Description of the task:
Produce an exact copy of the first line of the data below and each line after it, please, up to and including the one with "pub struct Message".

───── Data shown ─────

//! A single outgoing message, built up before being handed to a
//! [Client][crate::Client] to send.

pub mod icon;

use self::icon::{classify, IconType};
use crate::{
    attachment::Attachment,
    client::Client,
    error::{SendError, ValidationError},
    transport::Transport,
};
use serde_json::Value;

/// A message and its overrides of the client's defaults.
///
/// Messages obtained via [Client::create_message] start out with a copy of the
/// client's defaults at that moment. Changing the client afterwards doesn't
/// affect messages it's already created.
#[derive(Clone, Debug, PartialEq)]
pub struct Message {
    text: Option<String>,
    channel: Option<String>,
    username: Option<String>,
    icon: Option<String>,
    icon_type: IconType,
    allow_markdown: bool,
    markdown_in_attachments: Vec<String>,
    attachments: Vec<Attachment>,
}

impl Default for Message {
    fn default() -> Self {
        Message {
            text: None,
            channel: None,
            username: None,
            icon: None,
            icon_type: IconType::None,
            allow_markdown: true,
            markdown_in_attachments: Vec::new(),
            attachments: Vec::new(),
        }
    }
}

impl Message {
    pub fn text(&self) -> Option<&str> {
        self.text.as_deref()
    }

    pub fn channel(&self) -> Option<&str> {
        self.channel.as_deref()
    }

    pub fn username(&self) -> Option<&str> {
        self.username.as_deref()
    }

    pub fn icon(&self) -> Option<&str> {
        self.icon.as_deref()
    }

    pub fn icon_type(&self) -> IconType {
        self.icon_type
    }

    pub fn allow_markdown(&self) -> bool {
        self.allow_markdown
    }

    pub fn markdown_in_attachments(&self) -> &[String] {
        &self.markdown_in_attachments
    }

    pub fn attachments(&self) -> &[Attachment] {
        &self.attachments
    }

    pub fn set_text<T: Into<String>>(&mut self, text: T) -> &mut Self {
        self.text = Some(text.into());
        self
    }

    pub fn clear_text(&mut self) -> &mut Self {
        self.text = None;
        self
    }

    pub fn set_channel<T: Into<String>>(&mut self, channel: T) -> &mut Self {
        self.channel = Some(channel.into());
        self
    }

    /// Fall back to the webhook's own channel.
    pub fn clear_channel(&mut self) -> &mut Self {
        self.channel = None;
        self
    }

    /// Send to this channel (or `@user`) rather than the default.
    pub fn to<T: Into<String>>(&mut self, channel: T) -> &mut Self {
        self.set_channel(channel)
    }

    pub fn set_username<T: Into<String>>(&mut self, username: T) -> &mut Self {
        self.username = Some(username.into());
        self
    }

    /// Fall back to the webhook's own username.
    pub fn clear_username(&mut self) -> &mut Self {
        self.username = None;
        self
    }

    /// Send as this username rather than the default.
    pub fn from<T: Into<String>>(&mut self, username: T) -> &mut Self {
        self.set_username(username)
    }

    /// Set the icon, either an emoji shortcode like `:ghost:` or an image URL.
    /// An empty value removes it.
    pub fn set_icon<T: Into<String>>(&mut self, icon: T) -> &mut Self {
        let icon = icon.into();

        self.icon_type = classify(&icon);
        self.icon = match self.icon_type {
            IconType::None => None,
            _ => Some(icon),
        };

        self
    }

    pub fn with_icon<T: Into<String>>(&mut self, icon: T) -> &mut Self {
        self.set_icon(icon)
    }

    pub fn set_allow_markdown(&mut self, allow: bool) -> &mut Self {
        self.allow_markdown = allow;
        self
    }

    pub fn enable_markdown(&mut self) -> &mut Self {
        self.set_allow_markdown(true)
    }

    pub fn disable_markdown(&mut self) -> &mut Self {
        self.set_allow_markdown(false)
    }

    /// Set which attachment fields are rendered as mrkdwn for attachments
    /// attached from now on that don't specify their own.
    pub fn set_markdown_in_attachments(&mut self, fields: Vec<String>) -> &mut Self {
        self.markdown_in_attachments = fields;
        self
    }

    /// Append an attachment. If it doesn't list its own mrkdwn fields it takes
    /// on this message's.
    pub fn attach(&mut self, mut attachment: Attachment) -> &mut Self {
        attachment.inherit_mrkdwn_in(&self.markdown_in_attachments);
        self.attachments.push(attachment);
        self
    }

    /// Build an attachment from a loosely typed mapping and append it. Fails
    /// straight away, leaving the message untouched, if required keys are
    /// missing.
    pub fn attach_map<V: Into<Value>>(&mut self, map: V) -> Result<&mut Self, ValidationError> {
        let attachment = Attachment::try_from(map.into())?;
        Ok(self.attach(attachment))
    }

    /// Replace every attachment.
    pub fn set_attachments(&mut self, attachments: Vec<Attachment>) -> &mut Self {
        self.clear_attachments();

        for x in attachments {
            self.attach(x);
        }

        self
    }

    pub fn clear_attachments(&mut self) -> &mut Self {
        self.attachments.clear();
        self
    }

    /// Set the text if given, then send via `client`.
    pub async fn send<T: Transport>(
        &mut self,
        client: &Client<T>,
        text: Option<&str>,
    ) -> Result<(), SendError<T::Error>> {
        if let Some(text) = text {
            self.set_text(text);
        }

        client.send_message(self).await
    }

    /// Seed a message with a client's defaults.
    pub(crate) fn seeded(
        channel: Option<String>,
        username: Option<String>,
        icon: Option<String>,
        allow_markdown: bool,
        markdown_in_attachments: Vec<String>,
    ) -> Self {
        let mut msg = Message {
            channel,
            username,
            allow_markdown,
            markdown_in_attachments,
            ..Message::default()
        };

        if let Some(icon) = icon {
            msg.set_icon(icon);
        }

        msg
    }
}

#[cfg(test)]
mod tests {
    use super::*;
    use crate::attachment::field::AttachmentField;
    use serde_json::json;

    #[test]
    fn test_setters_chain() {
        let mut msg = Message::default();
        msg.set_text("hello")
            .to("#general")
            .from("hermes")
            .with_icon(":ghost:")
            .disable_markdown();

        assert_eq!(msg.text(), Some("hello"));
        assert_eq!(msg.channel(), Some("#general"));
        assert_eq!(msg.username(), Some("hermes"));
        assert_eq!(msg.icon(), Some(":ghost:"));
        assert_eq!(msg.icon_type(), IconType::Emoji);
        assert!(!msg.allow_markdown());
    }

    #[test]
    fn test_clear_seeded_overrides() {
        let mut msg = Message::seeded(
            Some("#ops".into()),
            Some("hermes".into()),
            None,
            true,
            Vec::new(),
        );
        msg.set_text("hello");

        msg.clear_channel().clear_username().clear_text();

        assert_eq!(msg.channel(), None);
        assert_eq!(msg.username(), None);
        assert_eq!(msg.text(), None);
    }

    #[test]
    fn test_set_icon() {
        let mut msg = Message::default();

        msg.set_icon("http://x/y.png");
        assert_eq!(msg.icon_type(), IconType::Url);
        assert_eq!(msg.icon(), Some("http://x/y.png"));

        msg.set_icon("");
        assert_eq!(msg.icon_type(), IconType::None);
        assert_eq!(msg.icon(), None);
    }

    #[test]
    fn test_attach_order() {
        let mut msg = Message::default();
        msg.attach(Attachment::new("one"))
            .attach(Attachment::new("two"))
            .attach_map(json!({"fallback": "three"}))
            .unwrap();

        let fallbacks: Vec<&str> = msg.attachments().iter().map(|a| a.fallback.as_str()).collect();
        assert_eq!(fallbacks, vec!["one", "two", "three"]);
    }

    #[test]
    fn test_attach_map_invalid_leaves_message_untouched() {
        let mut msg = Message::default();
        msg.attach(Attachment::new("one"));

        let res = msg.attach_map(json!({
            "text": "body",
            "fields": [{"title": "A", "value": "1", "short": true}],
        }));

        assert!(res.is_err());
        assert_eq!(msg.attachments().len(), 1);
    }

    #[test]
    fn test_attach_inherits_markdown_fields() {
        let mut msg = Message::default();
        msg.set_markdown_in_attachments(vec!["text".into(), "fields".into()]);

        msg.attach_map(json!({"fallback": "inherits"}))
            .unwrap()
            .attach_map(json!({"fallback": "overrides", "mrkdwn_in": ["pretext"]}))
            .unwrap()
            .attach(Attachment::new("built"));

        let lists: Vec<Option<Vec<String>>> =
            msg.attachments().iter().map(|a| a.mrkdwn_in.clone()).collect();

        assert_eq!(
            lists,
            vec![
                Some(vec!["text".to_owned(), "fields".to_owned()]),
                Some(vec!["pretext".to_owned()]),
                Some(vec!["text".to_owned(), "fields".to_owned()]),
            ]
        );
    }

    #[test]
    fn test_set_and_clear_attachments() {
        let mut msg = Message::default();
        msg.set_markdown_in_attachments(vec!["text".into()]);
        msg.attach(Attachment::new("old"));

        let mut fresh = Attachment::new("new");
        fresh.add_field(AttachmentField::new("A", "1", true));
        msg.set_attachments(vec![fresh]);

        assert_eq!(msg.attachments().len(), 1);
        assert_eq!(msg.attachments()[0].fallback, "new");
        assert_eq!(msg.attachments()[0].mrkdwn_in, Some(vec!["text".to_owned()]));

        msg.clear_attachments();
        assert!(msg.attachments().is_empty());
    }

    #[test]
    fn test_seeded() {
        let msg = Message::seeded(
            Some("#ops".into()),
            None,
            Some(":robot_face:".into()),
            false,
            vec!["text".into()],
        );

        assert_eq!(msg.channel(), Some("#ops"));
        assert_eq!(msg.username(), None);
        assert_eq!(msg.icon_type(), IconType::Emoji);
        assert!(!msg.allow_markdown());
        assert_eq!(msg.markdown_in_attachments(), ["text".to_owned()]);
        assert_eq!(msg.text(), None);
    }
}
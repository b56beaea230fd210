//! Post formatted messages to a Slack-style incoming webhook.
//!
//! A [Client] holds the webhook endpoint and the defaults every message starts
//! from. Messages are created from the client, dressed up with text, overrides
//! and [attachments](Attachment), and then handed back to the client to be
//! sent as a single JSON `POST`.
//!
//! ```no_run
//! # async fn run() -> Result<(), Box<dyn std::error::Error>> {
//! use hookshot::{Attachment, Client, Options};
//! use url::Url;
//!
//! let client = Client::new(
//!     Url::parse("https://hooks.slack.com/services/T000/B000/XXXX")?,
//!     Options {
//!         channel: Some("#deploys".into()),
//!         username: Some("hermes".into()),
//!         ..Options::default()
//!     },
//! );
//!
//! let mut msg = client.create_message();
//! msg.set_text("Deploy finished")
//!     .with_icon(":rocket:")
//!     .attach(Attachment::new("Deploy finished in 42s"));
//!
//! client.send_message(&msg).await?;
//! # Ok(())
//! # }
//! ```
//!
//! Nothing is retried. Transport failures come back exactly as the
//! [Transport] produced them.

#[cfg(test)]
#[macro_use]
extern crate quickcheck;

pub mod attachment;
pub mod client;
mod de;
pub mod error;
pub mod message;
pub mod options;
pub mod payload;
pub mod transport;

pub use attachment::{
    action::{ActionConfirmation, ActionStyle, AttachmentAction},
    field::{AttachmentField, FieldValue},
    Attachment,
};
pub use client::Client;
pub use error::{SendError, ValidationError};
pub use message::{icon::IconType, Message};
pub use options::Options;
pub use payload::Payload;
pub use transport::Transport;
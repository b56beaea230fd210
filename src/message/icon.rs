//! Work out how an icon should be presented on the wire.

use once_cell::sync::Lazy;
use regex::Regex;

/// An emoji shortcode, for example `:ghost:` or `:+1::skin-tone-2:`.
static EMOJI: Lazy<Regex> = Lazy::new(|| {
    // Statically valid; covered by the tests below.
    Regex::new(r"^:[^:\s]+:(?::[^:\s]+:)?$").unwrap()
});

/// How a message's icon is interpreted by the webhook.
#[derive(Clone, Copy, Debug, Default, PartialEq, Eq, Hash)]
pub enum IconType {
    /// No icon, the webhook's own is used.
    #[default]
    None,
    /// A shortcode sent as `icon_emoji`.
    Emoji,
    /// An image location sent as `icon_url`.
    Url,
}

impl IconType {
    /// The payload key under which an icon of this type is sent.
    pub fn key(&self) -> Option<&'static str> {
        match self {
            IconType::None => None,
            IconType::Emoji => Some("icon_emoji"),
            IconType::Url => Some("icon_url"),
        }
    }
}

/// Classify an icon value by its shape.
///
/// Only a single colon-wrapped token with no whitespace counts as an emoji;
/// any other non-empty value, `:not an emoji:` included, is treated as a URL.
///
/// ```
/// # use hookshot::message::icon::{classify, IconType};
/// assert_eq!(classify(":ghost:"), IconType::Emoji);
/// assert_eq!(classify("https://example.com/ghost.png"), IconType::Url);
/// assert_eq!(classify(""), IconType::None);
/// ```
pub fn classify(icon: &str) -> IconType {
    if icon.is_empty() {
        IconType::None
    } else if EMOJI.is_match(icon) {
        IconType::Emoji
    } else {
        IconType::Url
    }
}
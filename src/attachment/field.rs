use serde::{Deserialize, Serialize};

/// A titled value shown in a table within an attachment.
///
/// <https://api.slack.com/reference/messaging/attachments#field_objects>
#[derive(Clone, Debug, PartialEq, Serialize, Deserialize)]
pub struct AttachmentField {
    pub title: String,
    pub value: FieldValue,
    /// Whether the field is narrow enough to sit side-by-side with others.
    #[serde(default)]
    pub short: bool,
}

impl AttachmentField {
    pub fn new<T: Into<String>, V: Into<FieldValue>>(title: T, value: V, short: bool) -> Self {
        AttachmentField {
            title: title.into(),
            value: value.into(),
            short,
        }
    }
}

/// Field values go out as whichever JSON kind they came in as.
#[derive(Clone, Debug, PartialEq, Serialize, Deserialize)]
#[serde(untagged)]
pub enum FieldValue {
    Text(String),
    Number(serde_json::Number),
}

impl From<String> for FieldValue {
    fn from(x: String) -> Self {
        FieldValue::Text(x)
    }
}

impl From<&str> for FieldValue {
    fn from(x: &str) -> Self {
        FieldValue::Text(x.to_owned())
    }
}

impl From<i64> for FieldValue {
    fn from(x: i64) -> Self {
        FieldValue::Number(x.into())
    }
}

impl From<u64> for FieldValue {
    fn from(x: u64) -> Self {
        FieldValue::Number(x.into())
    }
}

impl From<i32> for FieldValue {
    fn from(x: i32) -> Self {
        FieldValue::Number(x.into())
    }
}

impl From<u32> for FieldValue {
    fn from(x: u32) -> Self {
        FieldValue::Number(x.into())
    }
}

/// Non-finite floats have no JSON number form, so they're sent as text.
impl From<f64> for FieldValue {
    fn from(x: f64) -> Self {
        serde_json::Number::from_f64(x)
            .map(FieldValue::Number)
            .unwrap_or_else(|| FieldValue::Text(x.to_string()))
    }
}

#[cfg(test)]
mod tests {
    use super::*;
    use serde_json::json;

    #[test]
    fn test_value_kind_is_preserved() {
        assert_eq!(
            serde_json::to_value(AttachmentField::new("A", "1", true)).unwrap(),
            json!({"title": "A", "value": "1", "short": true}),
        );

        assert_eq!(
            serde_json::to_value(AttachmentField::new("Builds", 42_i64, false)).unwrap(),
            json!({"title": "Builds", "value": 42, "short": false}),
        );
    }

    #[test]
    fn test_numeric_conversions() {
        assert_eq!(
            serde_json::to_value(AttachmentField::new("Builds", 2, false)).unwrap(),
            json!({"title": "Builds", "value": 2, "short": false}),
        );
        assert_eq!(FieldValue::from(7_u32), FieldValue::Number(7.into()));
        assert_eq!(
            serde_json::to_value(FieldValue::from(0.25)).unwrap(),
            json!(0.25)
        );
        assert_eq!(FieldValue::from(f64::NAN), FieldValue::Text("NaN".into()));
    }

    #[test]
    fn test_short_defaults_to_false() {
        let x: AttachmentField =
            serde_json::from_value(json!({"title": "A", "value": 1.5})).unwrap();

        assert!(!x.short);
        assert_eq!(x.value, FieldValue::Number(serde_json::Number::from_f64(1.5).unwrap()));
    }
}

─────

Expected output:
//! A single outgoing message, built up before being handed to a
//! [Client][crate::Client] to send.

pub mod icon;

use self::icon::{classify, IconType};
use crate::{
    attachment::Attachment,
    client::Client,
    error::{SendError, ValidationError},
    transport::Transport,
};
use serde_json::Value;

/// A message and its overrides of the client's defaults.
///
/// Messages obtained via [Client::create_message] start out with a copy of the
/// client's defaults at that moment. Changing the client afterwards doesn't
/// affect messages it's already created.
#[derive(Clone, Debug, PartialEq)]
pub struct Message {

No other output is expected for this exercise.